En nuestro día a día, consciente o inconscientemente, interaccionamos con un montón de sustancias químicas presentes en productos de limpieza, higiene, botellas de agua, el aire que respiramos… Pero no por esto hay que alarmarse, la mayor parte de los químicos que nos rodean son seguros y nos ayudan a tener una vida mejor, aunque como con todo, hay excepciones como los llamados disruptores endocrinos u hormonales.
Estas sustancias químicas interfieren con el funcionamiento normal del cuerpo (tanto humano como de animales) ya que su estructura es similar a la de algunas hormonas, como los estrógenos o andrógenos, lo que tiene efectos negativos para la salud: el cuerpo identifica estas sustancias como hormonas, lo que les permite actuar como “llaves” y abrir las puertas a procesos o respuestas que no deberían producirse. Así estos compuestos pueden ser responsables de alteraciones en la reproducción, disminución de la fertilidad, mayor incidencia de endometriosis o el desarrollo de algunos tipos de cánceres relacionados con hormonas.
Dentro de la caja llamada “disruptores endocrinos” encontramos un gran rango de sustancias (tanto de origen natural como artificial) como son las dioxinas, ftalatos, bisfenilos policlorados, bisfenol A o pesticidas, como el famoso DDT.
Si tomamos las dioxinas como ejemplo, las cuales son el resultado de algunos procesos de combustión, es inevitable que nos venga a la mente una pregunta: ¿qué tiene que ver todo este rollo con la alimentación?
Tras la emisión de las dioxinas estas se depositan en el suelo, plantas o agua, entrando así en la cadena alimentaria. Por norma general cuando estas sustancias entran dentro del cuerpo no se llevan bien con el agua y tienden a acumularse en los tejidos grasos, perpetuando así su presencia en la cadena alimentaria y asegurándose su llegada a los consumidores máximos, los humanos. Así se explica que la entrada de dioxinas en humanos a través del alimento sea entre el 80 y el 95% del total, mientras que la exposición como consecuencia de inhalaciones y penetración cutánea represente menos del 10%.
En el caso de otros compuestos como los ftalatos o el bisfenol A (BPA), que son utilizados para la fabricación de plásticos, su importancia para la alimentación se debe a que gran parte de la comida que compramos viene envasada en envoltorios plásticos y estos elementos pueden migrar con facilidad al alimento.
Aunque puede resultar alarmante por las consecuencias que podrían tener sobre nuestro cuerpo estos compuestos, la Unión Europea lleva un estricto control sobre el uso de los disruptores endocrinos, por ejemplo en el caso del Bisfenol A en una directiva de 2011 se prohibió su uso para la fabricación de biberones de plástico para lactantes, y se lleva a cabo una constante actualización de la Lista de Autorizados.
Además los residuos de compuestos considerados disruptores endocrinos que pueden encontrarse en productos alimenticios, en general, no exceden a 1 mg/kg de alimento (aunque esta proporción puede aumentar en alimentos grasos como la leche).
Aun así no podemos ignorar su existencia y podemos intentar disminuir nuestra exposición a estos compuestos cambiando algunos de nuestros hábitos de consumo.
La primera recomendación, y más obvia, es evitar los alimentos en contacto con plástico o en latas en la medida de lo posible, buscando estos mismos alimentos en envases de cristal.

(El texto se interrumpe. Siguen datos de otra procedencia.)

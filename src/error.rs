use std::error;
use std::fmt;
use crate::index_space::Axis;




#[derive(Debug, Clone, PartialEq)]

/**
 * Error to represent an invalid problem configuration, grid, or
 * decomposition. All of these are detected before any residual is assembled.
 */
pub enum Error {
    InvalidDiffusivity(f64),
    InvalidGridSize(Axis, i64),
    InvalidDecomposition(Axis, usize, i64),
    InsufficientHalo(i64, i64),
    OwnedBoxOutsideGrid,
    UnknownLimiter(String),
    UnknownProblem(String),
}

impl fmt::Display for Error {
    fn fmt(&self, fmt: &mut fmt::Formatter<'_>) -> Result<(), fmt::Error> {
        use Error::*;

        match self {
            InvalidDiffusivity(eps) => write!(fmt, "eps={:.3} invalid ... eps > 0 required", eps),
            InvalidGridSize(axis, n) => write!(fmt, "grid size {} on axis {:?} is too small", n, axis),
            InvalidDecomposition(axis, b, n) => write!(fmt, "cannot split {} cells on axis {:?} into {} blocks", n, axis, b),
            InsufficientHalo(halo, reach) => write!(fmt, "halo width {} is less than the stencil reach {}", halo, reach),
            OwnedBoxOutsideGrid => write!(fmt, "owned index box is not contained in the grid"),
            UnknownLimiter(name) => write!(fmt, "unknown limiter '{}' (expected none|centered|vanleer)", name),
            UnknownProblem(name) => write!(fmt, "unknown problem '{}' (expected layer|glaze)", name),
        }
    }
}

impl error::Error for Error {}
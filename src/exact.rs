use core::f64::consts::PI;
use crate::field::Field;
use crate::grid::Grid;
use crate::index_space::IndexSpace;




/// Wavenumber of the manufactured solution in y.
pub const E: f64 = 2.0 * PI;

/// Wavenumber of the manufactured solution in z.
pub const F: f64 = PI / 2.0;




/**
 * A partly manufactured exact solution with an exponential layer of width
 * `eps` near `x = 1`:
 *
 * ```text
 * u(x,y,z) = U(x) sin(E (y+1)) sin(F (z+1))
 * U(x) = (exp((x-1)/eps) - C) / (1 - C),   C = exp(-2/eps)
 * ```
 *
 * `U` satisfies `-eps U'' + U' = 0` with `U(-1) = 0` and `U(1) = 1`, so with
 * the wind `<1,0,0>` the source `g = eps (E^2 + F^2) u` makes `u` exact.
 */
#[derive(Clone, Debug, serde::Serialize)]
pub struct BoundaryLayerSolution {
    eps: f64,
    c: f64,
}




// ============================================================================
impl BoundaryLayerSolution {

    pub fn new(eps: f64) -> Self {
        // may underflow to zero, which is harmless
        let c = f64::exp(-2.0 / eps);
        Self { eps, c }
    }

    /**
     * Return the x-profile `U(x)` and its first two derivatives.
     */
    pub fn profile(&self, x: f64) -> (f64, f64, f64) {
        let ex = f64::exp((x - 1.0) / self.eps);
        let u = (ex - self.c) / (1.0 - self.c);
        let du = ex / self.eps / (1.0 - self.c);
        (u, du, du / self.eps)
    }

    fn transverse(y: f64, z: f64) -> f64 {
        f64::sin(E * (y + 1.0)) * f64::sin(F * (z + 1.0))
    }

    pub fn value(&self, x: f64, y: f64, z: f64) -> f64 {
        self.profile(x).0 * Self::transverse(y, z)
    }

    pub fn source(&self, x: f64, y: f64, z: f64) -> f64 {
        self.eps * (E * E + F * F) * self.value(x, y, z)
    }

    pub fn boundary_value(&self, y: f64, z: f64) -> f64 {
        self.value(1.0, y, z)
    }

    /**
     * Return the Laplacian of the exact solution at a point.
     */
    pub fn laplacian(&self, x: f64, y: f64, z: f64) -> f64 {
        let (u, _, d2u) = self.profile(x);
        (d2u - (E * E + F * F) * u) * Self::transverse(y, z)
    }

    /**
     * Return the x-derivative of the exact solution at a point.
     */
    pub fn x_derivative(&self, x: f64, y: f64, z: f64) -> f64 {
        self.profile(x).1 * Self::transverse(y, z)
    }

    /**
     * Sample the exact solution at the grid nodes in the given index space.
     * Guard indexes are sampled at their (unwrapped) coordinates, so the
     * result is not a valid periodic halo.
     */
    pub fn sample(&self, grid: &Grid, space: IndexSpace) -> Field {
        Field::from_function(space, |index| {
            let (x, y, z) = grid.coordinate(index);
            self.value(x, y, z)
        })
    }
}




/**
 * Return the discrete L2 norm of the given values, scaled by the square root
 * of the cell volume so that it approximates the continuous norm.
 */
pub fn discrete_norm<I>(grid: &Grid, values: I) -> f64
where
    I: IntoIterator<Item = f64>
{
    let sum: f64 = values.into_iter().map(|v| v * v).sum();
    f64::sqrt(sum * grid.cell_volume())
}




/**
 * Return `|u - v|_{2,h}` over the given index space.
 */
pub fn error_norm(grid: &Grid, u: &Field, v: &Field, space: &IndexSpace) -> f64 {
    discrete_norm(grid, space.iter().map(|index| u.get(index) - v.get(index)))
}
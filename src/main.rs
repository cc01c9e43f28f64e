use clap::Parser;
use log::info;
use simple_logger::SimpleLogger;
use advdiff3::config::ProblemConfig;
use advdiff3::exact;
use advdiff3::field::Field;
use advdiff3::grid::Grid;
use advdiff3::limiter::Limiter;
use advdiff3::meshing;
use advdiff3::problem::ProblemKind;
use advdiff3::subdomain;




#[derive(Debug, Parser)]
#[clap(version = "0.1", author = "J. Zrake <jzrake@clemson.edu>")]
struct Opts {
    /// Diffusivity; must be positive
    #[clap(long, default_value = "1.0")]
    eps: f64,

    /// Strength of the wind
    #[clap(long, default_value = "1.0")]
    w0: f64,

    /// Flux limiter: none|centered|vanleer
    #[clap(long, default_value = "centered")]
    limiter: Limiter,

    /// Problem variant: layer|glaze
    #[clap(long, default_value = "layer")]
    problem: ProblemKind,

    #[clap(long, default_value = "6")]
    mx: i64,

    #[clap(long, default_value = "6")]
    my: i64,

    /// Periodic grid size; 6 without a limiter, 5 with one
    #[clap(long)]
    mz: Option<i64>,

    /// Number of times to double the resolution
    #[clap(long, default_value = "0")]
    refine: u32,

    /// Number of subdomains along each axis, as bx,by,bz
    #[clap(long, default_value = "1,1,1", parse(try_from_str = parse_blocks))]
    blocks: (usize, usize, usize),

    /// Size of the Rayon pool; subdomains are processed in serial below 2
    #[clap(short = 't', long, default_value = "1")]
    threads: usize,

    /// Write the report and residual to this file as CBOR
    #[clap(short = 'o', long)]
    output: Option<String>,
}




#[derive(serde::Serialize)]
struct Report {
    grid: Grid,
    cell_spacing: (f64, f64, f64),
    config: ProblemConfig,
    residual_norm: f64,
    error_norm: Option<f64>,
    residual: Field,
}




// ============================================================================
fn parse_blocks(arg: &str) -> Result<(usize, usize, usize), String> {
    let parts = arg
        .split(',')
        .map(|s| s.trim().parse::<usize>().map_err(|e| format!("{}: {}", s, e)))
        .collect::<Result<Vec<_>, _>>()?;

    match parts.as_slice() {
        &[bx, by, bz] => Ok((bx, by, bz)),
        _ => Err(format!("expected bx,by,bz, got '{}'", arg)),
    }
}




// ============================================================================
fn main() -> Result<(), Box<dyn std::error::Error>> {
    SimpleLogger::new().with_level(log::LevelFilter::Info).init()?;

    let opts = Opts::parse();
    let config = ProblemConfig::new(opts.eps, opts.w0, opts.limiter, opts.problem)?;
    let default_mz = if config.limiter().is_active() { 5 } else { 6 };
    let grid = Grid::new(opts.mx, opts.my, opts.mz.unwrap_or(default_mz))?.refine(opts.refine);
    let blocks = meshing::decompose(&grid, opts.blocks)?;
    let (mx, my, mz) = grid.size();
    let (hx, hy, hz) = grid.cell_spacing();

    info!("{:?}", config);
    info!("{} subdomains on {} x {} x {} grid", blocks.len(), mx, my, mz);

    let pool = if opts.threads >= 2 {
        Some(rayon::ThreadPoolBuilder::new().num_threads(opts.threads).build()?)
    } else {
        None
    };

    let initial = Field::zeros(grid.index_space());
    let problem = config.problem();
    let trial = match problem.exact() {
        Some(exact) => exact.sample(&grid, grid.index_space()),
        None => initial.clone(),
    };

    let start = std::time::Instant::now();
    let residual = subdomain::global_residual(grid, config, &trial, &blocks, pool.as_ref())?;
    info!("residual assembled in {:.4}s", start.elapsed().as_secs_f64());

    let residual_norm = exact::discrete_norm(&grid, residual.data().iter().cloned());
    let error_norm = problem
        .exact()
        .map(|_| exact::error_norm(&grid, &initial, &trial, &grid.index_space()));

    println!(
        "done on {} x {} x {} grid, cell dims {:.4} x {:.4} x {:.4}, eps={}, limiter = {}:",
        mx, my, mz, hx, hy, hz, config.eps(), config.limiter());
    println!("  problem {}, w0={}", config.problem_kind(), config.w0());

    match error_norm {
        Some(err) => {
            println!("  residual |F(uexact)|_{{2,h}} = {:.4e}", residual_norm);
            println!("  initial error |u0-uexact|_{{2,h}} = {:.4e} (u0 = 0, no solve)", err);
        }
        None => {
            println!("  residual |F(u)|_{{2,h}} = {:.4e}", residual_norm);
        }
    }

    if let Some(filename) = opts.output {
        let report = Report {
            grid,
            cell_spacing: (hx, hy, hz),
            config,
            residual_norm,
            error_norm,
            residual,
        };
        let file = std::fs::File::create(&filename)?;
        let mut buffer = std::io::BufWriter::new(file);
        ciborium::ser::into_writer(&report, &mut buffer)
            .map_err(|e| format!("failed to write {}: {:?}", filename, e))?;
        info!("wrote {}", filename);
    }
    Ok(())
}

En el caso de carnes, embutidos, quesos y pescados, los podemos encontrar envueltos en papel en la mayoría de carnicerías y pescaderías o en mercados.
Sustituir las botellas de agua de un solo uso por botellas reutilizables metálicas o de cristal es otra de las medidas que podemos adoptar para reducir nuestra exposición a disruptores endocrinos.
Además de un menor contacto con estos elementos, los cambios de hábitos que os proponemos también ayudan al planeta ya que reduciríamos nuestra producción de residuos plásticos.